#### SUPPLIED DATA
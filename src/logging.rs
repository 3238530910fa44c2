use crate::config::LoggingConfig;
use tracing_subscriber::EnvFilter;

/// Initialize tracing subscriber with configured format and output
pub fn init(config: &LoggingConfig) -> anyhow::Result<()> {
    // Build filter from config level or environment variable
    let filter =
        EnvFilter::try_from_default_env().unwrap_or_else(|_| EnvFilter::new(&config.level));

    // Use try_init() to gracefully handle already-initialized subscriber (common in tests)
    let result = match config.format.as_str() {
        "json" => tracing_subscriber::fmt()
            .with_writer(std::io::stderr)
            .json()
            .with_env_filter(filter)
            .try_init(),
        "pretty" => tracing_subscriber::fmt()
            .with_writer(std::io::stderr)
            .pretty()
            .with_env_filter(filter)
            .try_init(),
        _ => {
            // Default to compact
            tracing_subscriber::fmt()
                .with_writer(std::io::stderr)
                .compact()
                .with_env_filter(filter)
                .try_init()
        }
    };

    // Ignore error if subscriber is already initialized (common in tests)
    result.or(Ok(()))
}

/// Mask a sensitive value for logging, keeping only its final two characters.
///
/// Values of two characters or fewer become all asterisks. The masked form
/// always has the same character count as the input; an empty input stays
/// empty.
pub fn mask(value: &str) -> String {
    let len = value.chars().count();
    if len <= 2 {
        return "*".repeat(len);
    }

    let tail: String = value.chars().skip(len - 2).collect();
    format!("{}{}", "*".repeat(len - 2), tail)
}
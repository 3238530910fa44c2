use serde_json::{Map, Value};

use crate::error::Error;
use crate::logging;

/// Keys rendered by a dedicated message section; everything else lands under
/// "Other".
pub const RENDERED_KEYS: [&str; 8] = [
    "submittedAt",
    "loginPhone",
    "loginPin",
    "otp",
    "plan",
    "loanAmount",
    "loanPeriod",
    "employment",
];

/// Fields replaced by their masked form in the log copy.
const MASKED_KEYS: [&str; 2] = ["loginPin", "otp"];

/// A form submission: an open-ended, order-preserving map of string keys to
/// JSON values.
///
/// Every recognized field is optional. Lookups coerce values to text on a
/// best-effort basis, so a malformed sub-value degrades to its textual form
/// instead of failing the request.
#[derive(Debug, Clone, Default)]
pub struct Submission(Map<String, Value>);

impl Submission {
    /// Parse a raw request body.
    ///
    /// An empty body is an empty submission; any other body must be a JSON
    /// object with string keys.
    pub fn from_body(body: &[u8]) -> Result<Self, Error> {
        if body.is_empty() {
            return Ok(Self::default());
        }

        serde_json::from_slice(body)
            .map(Self)
            .map_err(|_| Error::InvalidJson)
    }

    pub fn get(&self, key: &str) -> Option<&Value> {
        self.0.get(key)
    }

    /// JS-style truthiness: absent, null, false, 0 and "" are falsy, every
    /// other value (including the string "0") is truthy.
    pub fn is_truthy(&self, key: &str) -> bool {
        self.get(key).is_some_and(value_is_truthy)
    }

    /// Textual form of a field, empty when absent or null.
    pub fn text(&self, key: &str) -> String {
        self.get(key).map(value_text).unwrap_or_default()
    }

    /// Shallow copy with sensitive fields masked, serialized into the request
    /// log line. Never sent anywhere.
    pub fn masked(&self) -> Map<String, Value> {
        let mut copy = self.0.clone();
        for key in MASKED_KEYS {
            let masked = match copy.get(key) {
                Some(value) if value_is_truthy(value) => logging::mask(&value_text(value)),
                _ => continue,
            };
            copy.insert(key.to_string(), Value::String(masked));
        }
        copy
    }

    /// Fields without a dedicated section, in payload order. Falsy values are
    /// kept; they render as empty text.
    pub fn extras(&self) -> impl Iterator<Item = (&str, &Value)> {
        self.0
            .iter()
            .filter(|(key, _)| !RENDERED_KEYS.contains(&key.as_str()))
            .map(|(key, value)| (key.as_str(), value))
    }
}

impl From<Map<String, Value>> for Submission {
    fn from(fields: Map<String, Value>) -> Self {
        Self(fields)
    }
}

fn value_is_truthy(value: &Value) -> bool {
    match value {
        Value::Null => false,
        Value::Bool(b) => *b,
        Value::Number(n) => n.as_f64() != Some(0.0),
        Value::String(s) => !s.is_empty(),
        Value::Array(_) | Value::Object(_) => true,
    }
}

/// Best-effort text for any JSON value. Strings pass through untouched;
/// nested structures render as compact JSON rather than failing.
pub(crate) fn value_text(value: &Value) -> String {
    match value {
        Value::Null => String::new(),
        Value::String(s) => s.clone(),
        other => other.to_string(),
    }
}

#### WHAT YOU SHOULD DO
Retype every record above exactly as it appears.

#### RESULT FOR THIS EXERCISE
filename src/logging.rs
repository 3238530910fa44c2
use crate::config::LoggingConfig;
use tracing_subscriber::EnvFilter;

/// Initialize tracing subscriber with configured format and output
pub fn init(config: &LoggingConfig) -> anyhow::Result<()> {
    // Build filter from config level or environment variable
    let filter =
        EnvFilter::try_from_default_env().unwrap_or_else(|_| EnvFilter::new(&config.level));

    // Use try_init() to gracefully handle already-initialized subscriber (common in tests)
    let result = match config.format.as_str() {
        "json" => tracing_subscriber::fmt()
            .with_writer(std::io::stderr)
            .json()
            .with_env_filter(filter)
            .try_init(),
        "pretty" => tracing_subscriber::fmt()
            .with_writer(std::io::stderr)
            .pretty()
            .with_env_filter(filter)
            .try_init(),
        _ => {
            // Default to compact
            tracing_subscriber::fmt()
                .with_writer(std::io::stderr)
                .compact()
                .with_env_filter(filter)
                .try_init()
        }
    };

    // Ignore error if subscriber is already initialized (common in tests)
    result.or(Ok(()))
}

/// Mask a sensitive value for logging, keeping only its final two characters.
///
/// Values of two characters or fewer become all asterisks. The masked form
/// always has the same character count as the input; an empty input stays
/// empty.
pub fn mask(value: &str) -> String {
    let len = value.chars().count();
    if len <= 2 {
        return "*".repeat(len);
    }

    let tail: String = value.chars().skip(len - 2).collect();
    format!("{}{}", "*".repeat(len - 2), tail)
}
repository 3238530910fa44c2
use serde_json::{Map, Value};

use crate::error::Error;
use crate::logging;

/// Keys rendered by a dedicated message section; everything else lands under
/// "Other".
pub const RENDERED_KEYS: [&str; 8] = [
    "submittedAt",
    "loginPhone",
    "loginPin",
    "otp",
    "plan",
    "loanAmount",
    "loanPeriod",
    "employment",
];

/// Fields replaced by their masked form in the log copy.
const MASKED_KEYS: [&str; 2] = ["loginPin", "otp"];

/// A form submission: an open-ended, order-preserving map of string keys to
/// JSON values.
///
/// Every recognized field is optional. Lookups coerce values to text on a
/// best-effort basis, so a malformed sub-value degrades to its textual form
/// instead of failing the request.
#[derive(Debug, Clone, Default)]
pub struct Submission(Map<String, Value>);

impl Submission {
    /// Parse a raw request body.
    ///
    /// An empty body is an empty submission; any other body must be a JSON
    /// object with string keys.
    pub fn from_body(body: &[u8]) -> Result<Self, Error> {
        if body.is_empty() {
            return Ok(Self::default());
        }

        serde_json::from_slice(body)
            .map(Self)
            .map_err(|_| Error::InvalidJson)
    }

    pub fn get(&self, key: &str) -> Option<&Value> {
        self.0.get(key)
    }

    /// JS-style truthiness: absent, null, false, 0 and "" are falsy, every
    /// other value (including the string "0") is truthy.
    pub fn is_truthy(&self, key: &str) -> bool {
        self.get(key).is_some_and(value_is_truthy)
    }

    /// Textual form of a field, empty when absent or null.
    pub fn text(&self, key: &str) -> String {
        self.get(key).map(value_text).unwrap_or_default()
    }

    /// Shallow copy with sensitive fields masked, serialized into the request
    /// log line. Never sent anywhere.
    pub fn masked(&self) -> Map<String, Value> {
        let mut copy = self.0.clone();
        for key in MASKED_KEYS {
            let masked = match copy.get(key) {
                Some(value) if value_is_truthy(value) => logging::mask(&value_text(value)),
                _ => continue,
            };
            copy.insert(key.to_string(), Value::String(masked));
        }
        copy
    }

    /// Fields without a dedicated section, in payload order. Falsy values are
    /// kept; they render as empty text.
    pub fn extras(&self) -> impl Iterator<Item = (&str, &Value)> {
        self.0
            .iter()
            .filter(|(key, _)| !RENDERED_KEYS.contains(&key.as_str()))
            .map(|(key, value)| (key.as_str(), value))
    }
}

impl From<Map<String, Value>> for Submission {
    fn from(fields: Map<String, Value>) -> Self {
        Self(fields)
    }
}

fn value_is_truthy(value: &Value) -> bool {
    match value {
        Value::Null => false,
        Value::Bool(b) => *b,
        Value::Number(n) => n.as_f64() != Some(0.0),
        Value::String(s) => !s.is_empty(),
        Value::Array(_) | Value::Object(_) => true,
    }
}

/// Best-effort text for any JSON value. Strings pass through untouched;
/// nested structures render as compact JSON rather than failing.
pub(crate) fn value_text(value: &Value) -> String {
    match value {
        Value::Null => String::new(),
        Value::String(s) => s.clone(),
        other => other.to_string(),
    }
}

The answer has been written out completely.